#### Action item:
Below are the records; copy every line in them that holds the string "IntGaugeVec".

#### Study material:
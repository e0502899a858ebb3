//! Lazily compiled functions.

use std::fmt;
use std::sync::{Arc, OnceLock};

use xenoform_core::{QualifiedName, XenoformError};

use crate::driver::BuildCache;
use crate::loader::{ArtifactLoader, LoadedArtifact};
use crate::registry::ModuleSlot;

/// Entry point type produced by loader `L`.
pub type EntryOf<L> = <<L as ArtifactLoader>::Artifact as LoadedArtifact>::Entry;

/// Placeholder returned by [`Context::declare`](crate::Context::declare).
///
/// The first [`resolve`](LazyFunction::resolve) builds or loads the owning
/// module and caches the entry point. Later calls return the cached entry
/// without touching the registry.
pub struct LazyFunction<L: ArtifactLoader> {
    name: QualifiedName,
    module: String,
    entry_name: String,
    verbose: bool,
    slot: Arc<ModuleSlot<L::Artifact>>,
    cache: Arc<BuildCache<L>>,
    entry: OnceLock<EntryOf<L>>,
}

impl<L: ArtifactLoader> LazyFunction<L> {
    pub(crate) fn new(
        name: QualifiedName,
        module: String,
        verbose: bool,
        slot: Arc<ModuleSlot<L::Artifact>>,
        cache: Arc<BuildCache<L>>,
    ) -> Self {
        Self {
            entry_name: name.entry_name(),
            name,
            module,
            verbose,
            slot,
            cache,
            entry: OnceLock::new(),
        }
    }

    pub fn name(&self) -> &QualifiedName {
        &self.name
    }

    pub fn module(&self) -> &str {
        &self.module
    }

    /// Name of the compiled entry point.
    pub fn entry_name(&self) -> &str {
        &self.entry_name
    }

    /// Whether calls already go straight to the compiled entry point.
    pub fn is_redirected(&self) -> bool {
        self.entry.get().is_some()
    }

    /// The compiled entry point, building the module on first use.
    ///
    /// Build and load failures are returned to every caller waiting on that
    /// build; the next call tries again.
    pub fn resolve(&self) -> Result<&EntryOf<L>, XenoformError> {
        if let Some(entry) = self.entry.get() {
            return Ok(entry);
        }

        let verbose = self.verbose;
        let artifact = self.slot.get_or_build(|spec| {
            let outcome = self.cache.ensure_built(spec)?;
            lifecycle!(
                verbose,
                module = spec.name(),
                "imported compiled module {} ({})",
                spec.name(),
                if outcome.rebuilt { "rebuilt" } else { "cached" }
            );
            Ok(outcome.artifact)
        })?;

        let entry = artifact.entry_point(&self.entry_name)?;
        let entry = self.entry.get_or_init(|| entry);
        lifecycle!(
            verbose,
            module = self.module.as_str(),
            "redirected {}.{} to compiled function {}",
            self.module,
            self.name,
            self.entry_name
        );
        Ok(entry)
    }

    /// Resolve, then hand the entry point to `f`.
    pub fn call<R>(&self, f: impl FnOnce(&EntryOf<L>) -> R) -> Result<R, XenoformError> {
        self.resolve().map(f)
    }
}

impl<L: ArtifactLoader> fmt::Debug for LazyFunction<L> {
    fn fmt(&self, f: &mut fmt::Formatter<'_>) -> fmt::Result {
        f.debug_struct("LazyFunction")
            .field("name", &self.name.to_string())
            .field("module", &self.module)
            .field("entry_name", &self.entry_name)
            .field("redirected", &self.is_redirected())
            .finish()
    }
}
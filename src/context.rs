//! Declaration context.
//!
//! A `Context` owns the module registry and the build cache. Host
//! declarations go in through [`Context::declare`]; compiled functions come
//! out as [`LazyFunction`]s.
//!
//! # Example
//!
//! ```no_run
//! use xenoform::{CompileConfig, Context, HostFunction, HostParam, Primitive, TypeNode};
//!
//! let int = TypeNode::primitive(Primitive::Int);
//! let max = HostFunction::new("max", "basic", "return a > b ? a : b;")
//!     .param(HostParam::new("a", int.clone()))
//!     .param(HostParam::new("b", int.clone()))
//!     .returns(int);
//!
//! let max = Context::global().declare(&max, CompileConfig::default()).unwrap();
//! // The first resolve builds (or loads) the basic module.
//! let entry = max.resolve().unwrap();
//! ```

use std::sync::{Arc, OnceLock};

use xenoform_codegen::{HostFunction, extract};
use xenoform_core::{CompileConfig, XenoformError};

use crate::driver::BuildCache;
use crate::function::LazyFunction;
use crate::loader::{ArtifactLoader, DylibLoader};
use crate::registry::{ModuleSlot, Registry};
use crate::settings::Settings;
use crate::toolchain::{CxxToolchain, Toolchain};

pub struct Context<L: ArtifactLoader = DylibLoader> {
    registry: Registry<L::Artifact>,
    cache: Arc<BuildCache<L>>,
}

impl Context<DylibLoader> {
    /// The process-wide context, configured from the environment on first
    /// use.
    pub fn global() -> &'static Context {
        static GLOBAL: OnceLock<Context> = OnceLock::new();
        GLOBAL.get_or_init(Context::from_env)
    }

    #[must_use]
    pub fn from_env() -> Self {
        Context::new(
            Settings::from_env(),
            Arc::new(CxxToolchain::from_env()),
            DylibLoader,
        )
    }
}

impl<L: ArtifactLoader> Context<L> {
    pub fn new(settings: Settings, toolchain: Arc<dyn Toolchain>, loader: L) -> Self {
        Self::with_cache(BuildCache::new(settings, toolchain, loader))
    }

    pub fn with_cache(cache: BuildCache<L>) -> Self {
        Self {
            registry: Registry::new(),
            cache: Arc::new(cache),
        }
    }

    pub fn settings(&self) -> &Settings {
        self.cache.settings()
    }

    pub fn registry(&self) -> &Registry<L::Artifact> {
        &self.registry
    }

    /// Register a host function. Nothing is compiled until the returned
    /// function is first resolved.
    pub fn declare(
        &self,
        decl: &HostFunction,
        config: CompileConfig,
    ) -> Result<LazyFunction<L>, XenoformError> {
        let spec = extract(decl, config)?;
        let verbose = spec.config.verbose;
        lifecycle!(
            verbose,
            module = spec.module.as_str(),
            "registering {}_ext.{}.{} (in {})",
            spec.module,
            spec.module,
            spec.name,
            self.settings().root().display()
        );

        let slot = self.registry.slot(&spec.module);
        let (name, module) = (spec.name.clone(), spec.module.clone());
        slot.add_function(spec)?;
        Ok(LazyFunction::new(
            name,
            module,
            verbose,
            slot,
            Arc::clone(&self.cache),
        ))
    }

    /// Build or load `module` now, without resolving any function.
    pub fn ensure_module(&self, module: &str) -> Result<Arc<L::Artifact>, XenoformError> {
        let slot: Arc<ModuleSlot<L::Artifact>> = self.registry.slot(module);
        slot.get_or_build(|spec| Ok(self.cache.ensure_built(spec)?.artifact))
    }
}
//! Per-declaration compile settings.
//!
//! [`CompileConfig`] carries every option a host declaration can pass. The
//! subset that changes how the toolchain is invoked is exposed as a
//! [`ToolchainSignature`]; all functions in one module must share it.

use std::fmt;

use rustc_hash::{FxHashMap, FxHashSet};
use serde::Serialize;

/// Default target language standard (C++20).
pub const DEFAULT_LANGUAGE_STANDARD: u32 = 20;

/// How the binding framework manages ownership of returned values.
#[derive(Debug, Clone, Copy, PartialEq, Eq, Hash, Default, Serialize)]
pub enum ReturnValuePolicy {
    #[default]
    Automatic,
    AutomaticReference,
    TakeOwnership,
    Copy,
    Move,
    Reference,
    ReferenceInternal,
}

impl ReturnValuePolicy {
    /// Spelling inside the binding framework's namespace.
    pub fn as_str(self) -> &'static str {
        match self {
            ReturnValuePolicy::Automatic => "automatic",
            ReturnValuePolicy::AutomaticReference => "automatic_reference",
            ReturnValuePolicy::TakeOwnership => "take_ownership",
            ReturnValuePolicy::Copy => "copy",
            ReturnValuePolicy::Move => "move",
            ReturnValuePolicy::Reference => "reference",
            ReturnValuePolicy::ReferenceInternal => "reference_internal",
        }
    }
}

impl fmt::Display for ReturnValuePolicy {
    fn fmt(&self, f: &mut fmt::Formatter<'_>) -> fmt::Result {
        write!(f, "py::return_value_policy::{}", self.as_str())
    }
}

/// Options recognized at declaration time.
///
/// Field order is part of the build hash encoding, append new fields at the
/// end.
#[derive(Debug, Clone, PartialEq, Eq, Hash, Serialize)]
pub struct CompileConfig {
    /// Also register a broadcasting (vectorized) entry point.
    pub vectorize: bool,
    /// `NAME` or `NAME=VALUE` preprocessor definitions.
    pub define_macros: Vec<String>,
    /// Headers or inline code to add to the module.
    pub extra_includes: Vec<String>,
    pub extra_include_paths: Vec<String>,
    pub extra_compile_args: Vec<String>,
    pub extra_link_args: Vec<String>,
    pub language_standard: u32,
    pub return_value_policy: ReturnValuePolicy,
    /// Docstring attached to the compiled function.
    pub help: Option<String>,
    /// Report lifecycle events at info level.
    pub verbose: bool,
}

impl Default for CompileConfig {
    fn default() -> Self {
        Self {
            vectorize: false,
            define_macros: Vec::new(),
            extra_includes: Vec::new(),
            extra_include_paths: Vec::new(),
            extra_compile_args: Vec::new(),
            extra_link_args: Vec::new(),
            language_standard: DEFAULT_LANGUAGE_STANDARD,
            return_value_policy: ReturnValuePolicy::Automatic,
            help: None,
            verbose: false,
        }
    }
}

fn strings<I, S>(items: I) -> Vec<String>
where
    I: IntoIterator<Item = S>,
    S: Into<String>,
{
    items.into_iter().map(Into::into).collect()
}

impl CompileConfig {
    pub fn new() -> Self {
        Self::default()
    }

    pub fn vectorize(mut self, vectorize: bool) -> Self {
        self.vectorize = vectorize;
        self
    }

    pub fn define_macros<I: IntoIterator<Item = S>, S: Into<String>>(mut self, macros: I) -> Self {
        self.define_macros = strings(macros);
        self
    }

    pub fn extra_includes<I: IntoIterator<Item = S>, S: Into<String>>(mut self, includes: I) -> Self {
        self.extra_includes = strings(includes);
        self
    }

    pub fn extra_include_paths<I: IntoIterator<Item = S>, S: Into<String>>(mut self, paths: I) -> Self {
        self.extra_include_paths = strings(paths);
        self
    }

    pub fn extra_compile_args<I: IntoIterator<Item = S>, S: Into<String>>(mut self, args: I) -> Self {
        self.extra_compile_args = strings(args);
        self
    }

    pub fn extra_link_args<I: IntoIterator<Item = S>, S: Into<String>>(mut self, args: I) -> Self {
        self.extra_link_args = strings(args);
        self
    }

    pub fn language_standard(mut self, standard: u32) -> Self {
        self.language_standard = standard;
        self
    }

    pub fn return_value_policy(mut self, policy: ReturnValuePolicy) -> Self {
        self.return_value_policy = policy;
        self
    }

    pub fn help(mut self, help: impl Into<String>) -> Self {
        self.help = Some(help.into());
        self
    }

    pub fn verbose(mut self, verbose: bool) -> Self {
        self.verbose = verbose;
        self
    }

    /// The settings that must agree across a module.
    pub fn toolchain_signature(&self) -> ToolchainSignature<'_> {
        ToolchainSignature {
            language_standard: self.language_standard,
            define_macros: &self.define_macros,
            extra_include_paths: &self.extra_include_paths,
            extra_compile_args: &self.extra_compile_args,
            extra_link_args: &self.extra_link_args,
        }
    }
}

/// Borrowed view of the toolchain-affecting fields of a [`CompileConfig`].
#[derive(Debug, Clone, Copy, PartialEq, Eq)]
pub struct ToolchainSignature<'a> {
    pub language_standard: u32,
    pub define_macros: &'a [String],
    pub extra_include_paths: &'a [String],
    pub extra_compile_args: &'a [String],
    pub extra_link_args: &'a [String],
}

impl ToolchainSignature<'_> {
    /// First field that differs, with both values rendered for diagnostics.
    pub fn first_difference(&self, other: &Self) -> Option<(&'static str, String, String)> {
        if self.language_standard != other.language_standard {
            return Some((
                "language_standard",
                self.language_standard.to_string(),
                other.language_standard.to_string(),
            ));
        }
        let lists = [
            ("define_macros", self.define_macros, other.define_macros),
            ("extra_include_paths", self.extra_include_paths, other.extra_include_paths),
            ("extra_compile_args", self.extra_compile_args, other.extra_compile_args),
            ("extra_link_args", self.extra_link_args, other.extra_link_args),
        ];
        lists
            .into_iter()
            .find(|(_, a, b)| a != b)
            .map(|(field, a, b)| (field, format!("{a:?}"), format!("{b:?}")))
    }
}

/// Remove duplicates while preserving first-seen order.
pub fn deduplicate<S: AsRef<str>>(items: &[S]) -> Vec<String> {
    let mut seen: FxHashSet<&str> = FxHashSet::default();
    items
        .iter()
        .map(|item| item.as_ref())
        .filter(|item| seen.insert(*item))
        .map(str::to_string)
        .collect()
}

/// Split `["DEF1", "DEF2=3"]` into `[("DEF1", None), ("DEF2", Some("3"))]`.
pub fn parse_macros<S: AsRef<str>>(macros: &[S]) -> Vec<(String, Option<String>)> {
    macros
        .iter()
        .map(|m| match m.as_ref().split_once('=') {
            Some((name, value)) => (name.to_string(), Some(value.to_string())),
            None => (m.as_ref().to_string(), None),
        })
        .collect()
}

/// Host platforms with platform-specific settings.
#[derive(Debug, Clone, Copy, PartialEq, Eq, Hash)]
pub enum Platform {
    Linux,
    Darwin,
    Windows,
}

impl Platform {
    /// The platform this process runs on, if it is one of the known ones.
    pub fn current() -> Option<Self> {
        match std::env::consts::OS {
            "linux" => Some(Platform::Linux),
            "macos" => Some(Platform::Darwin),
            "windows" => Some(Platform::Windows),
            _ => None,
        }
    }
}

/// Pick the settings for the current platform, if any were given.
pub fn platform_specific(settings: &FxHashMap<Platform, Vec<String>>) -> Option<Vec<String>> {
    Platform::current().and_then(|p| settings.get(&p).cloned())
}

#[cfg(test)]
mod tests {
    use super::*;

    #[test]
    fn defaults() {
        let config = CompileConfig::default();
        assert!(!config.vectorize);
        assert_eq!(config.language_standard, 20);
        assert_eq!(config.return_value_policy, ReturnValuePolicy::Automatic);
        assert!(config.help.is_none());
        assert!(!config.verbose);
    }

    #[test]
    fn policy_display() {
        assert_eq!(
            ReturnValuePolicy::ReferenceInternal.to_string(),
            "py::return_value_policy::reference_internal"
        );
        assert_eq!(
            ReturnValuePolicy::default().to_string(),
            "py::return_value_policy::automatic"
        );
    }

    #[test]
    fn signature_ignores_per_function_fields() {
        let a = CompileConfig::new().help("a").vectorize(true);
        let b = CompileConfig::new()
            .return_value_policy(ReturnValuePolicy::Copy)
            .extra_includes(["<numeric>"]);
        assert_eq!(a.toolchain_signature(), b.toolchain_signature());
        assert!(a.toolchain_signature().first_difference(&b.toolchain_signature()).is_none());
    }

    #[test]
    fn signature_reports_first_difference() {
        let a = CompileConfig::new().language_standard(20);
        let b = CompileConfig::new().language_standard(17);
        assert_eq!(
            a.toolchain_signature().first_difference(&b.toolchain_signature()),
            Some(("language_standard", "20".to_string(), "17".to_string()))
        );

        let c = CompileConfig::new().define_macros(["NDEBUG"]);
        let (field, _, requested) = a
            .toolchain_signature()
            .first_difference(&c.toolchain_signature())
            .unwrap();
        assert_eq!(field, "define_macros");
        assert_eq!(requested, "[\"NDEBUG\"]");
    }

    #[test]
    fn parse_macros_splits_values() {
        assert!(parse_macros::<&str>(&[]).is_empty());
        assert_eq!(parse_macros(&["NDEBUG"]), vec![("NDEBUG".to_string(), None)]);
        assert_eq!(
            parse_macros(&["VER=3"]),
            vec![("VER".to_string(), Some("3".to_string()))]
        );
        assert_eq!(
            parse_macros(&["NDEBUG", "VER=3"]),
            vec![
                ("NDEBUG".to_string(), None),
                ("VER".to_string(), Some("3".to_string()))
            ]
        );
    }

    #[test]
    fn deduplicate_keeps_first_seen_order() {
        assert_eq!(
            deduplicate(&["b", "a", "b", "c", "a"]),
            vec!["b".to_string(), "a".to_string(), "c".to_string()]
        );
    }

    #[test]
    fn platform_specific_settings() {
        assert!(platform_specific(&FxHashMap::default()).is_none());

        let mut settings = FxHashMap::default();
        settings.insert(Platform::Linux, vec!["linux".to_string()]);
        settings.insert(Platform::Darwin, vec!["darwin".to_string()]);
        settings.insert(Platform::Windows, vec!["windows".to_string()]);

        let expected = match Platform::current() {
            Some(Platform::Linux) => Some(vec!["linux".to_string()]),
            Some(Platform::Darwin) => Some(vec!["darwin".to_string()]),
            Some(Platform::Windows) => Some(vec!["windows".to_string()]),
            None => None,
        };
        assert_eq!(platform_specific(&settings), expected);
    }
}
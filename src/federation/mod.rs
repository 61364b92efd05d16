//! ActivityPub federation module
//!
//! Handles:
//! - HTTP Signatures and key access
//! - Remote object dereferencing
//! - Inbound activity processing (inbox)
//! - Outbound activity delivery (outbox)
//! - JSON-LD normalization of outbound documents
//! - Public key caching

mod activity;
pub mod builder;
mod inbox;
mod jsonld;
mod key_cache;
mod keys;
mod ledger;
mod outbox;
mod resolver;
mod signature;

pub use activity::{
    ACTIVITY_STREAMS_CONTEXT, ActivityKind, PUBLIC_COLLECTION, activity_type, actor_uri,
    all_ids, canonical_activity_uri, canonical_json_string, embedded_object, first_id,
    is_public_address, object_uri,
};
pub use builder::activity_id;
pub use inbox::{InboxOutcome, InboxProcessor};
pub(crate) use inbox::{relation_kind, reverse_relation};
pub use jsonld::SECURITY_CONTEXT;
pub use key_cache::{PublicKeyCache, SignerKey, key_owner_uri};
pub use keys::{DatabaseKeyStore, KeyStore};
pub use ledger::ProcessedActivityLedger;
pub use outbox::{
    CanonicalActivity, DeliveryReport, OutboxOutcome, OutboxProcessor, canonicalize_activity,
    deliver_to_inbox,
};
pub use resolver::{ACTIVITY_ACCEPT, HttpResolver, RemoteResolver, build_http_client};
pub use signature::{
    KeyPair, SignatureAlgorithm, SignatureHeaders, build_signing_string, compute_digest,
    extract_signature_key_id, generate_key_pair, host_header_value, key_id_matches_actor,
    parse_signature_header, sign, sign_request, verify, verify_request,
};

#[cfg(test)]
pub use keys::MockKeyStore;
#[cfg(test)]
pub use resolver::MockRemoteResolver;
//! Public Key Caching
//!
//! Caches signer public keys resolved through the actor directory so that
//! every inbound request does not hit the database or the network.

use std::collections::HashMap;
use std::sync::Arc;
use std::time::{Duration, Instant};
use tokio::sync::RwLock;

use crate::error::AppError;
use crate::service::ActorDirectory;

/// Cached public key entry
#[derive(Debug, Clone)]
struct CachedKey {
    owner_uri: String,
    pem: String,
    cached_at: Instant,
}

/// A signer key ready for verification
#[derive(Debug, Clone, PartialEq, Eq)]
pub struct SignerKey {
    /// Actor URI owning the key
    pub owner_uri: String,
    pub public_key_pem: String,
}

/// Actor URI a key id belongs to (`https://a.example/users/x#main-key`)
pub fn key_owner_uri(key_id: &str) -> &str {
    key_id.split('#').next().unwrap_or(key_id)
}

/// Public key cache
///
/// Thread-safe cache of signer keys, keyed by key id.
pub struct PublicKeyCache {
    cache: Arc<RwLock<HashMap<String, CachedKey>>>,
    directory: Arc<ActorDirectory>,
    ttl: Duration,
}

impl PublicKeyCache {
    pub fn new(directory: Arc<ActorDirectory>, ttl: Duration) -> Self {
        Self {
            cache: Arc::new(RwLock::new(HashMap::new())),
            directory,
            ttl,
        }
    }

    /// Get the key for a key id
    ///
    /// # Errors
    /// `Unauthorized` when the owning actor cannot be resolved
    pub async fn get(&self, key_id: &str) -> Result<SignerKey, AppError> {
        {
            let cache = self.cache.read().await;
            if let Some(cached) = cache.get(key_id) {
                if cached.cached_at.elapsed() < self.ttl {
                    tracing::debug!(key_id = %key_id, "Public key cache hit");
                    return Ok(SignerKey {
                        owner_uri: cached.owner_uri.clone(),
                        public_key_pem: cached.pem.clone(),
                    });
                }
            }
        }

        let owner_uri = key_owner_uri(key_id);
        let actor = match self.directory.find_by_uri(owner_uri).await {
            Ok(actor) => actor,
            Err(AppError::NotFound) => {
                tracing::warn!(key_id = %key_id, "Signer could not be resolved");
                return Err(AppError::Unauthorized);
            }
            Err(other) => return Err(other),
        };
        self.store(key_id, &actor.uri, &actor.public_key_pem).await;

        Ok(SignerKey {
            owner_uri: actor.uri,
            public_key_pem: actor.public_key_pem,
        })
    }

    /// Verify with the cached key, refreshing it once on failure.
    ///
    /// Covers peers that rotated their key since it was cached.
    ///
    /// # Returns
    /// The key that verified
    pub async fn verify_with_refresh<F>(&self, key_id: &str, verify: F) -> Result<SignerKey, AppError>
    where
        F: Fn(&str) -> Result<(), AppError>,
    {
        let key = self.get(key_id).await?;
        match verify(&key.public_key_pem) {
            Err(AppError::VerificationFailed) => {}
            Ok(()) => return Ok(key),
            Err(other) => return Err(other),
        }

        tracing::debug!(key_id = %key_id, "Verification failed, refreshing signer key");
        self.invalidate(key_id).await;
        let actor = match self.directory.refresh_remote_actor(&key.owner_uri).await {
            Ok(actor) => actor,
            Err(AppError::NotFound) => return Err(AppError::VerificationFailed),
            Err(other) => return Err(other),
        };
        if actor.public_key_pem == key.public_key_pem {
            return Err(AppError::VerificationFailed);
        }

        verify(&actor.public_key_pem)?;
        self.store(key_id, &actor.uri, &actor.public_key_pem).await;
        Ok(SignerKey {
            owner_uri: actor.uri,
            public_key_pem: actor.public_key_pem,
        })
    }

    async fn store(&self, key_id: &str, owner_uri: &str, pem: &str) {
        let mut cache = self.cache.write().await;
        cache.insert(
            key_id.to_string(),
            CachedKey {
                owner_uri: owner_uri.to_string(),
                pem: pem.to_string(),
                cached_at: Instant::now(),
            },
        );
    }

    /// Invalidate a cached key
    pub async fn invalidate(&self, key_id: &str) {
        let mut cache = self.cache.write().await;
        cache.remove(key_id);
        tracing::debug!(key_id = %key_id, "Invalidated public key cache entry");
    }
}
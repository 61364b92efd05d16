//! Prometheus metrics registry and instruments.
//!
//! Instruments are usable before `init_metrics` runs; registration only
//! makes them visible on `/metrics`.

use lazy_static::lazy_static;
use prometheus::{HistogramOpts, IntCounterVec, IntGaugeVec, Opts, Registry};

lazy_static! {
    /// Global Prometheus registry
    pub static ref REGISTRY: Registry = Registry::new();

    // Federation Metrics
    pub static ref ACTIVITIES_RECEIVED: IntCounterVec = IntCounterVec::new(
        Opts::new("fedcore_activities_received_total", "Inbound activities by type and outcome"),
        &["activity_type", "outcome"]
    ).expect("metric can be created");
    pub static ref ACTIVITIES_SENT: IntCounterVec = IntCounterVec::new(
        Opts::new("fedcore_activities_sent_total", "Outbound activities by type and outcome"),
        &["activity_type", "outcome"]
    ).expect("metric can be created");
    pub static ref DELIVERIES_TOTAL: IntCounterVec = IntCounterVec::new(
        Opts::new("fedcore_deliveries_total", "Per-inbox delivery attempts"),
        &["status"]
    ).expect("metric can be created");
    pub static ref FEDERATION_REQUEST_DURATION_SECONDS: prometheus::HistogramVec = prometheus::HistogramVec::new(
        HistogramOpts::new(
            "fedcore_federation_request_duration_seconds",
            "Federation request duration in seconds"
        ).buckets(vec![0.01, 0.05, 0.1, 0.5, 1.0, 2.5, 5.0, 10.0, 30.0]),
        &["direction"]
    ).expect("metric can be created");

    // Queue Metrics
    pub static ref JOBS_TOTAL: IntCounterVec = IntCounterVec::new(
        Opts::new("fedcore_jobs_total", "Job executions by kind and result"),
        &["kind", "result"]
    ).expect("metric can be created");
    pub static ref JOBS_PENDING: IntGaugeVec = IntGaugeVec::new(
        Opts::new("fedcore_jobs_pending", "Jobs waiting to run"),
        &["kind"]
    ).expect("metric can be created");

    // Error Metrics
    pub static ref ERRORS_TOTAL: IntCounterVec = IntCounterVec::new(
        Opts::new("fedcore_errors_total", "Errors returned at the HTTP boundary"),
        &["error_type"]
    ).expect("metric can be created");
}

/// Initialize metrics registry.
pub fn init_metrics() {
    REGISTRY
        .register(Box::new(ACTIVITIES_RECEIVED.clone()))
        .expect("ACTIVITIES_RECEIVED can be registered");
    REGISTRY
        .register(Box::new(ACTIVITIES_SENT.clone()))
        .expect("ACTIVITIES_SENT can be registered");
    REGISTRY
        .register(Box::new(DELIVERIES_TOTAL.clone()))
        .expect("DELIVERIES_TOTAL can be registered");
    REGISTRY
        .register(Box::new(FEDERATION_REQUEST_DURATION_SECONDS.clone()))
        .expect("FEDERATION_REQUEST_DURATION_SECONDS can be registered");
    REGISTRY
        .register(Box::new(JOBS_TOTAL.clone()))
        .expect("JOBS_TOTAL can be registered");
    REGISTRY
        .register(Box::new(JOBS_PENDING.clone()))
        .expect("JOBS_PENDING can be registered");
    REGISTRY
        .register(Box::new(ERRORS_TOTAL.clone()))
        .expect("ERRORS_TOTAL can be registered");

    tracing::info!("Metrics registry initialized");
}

#### Written response:
use prometheus::{HistogramOpts, IntCounterVec, IntGaugeVec, Opts, Registry};
    pub static ref JOBS_PENDING: IntGaugeVec = IntGaugeVec::new(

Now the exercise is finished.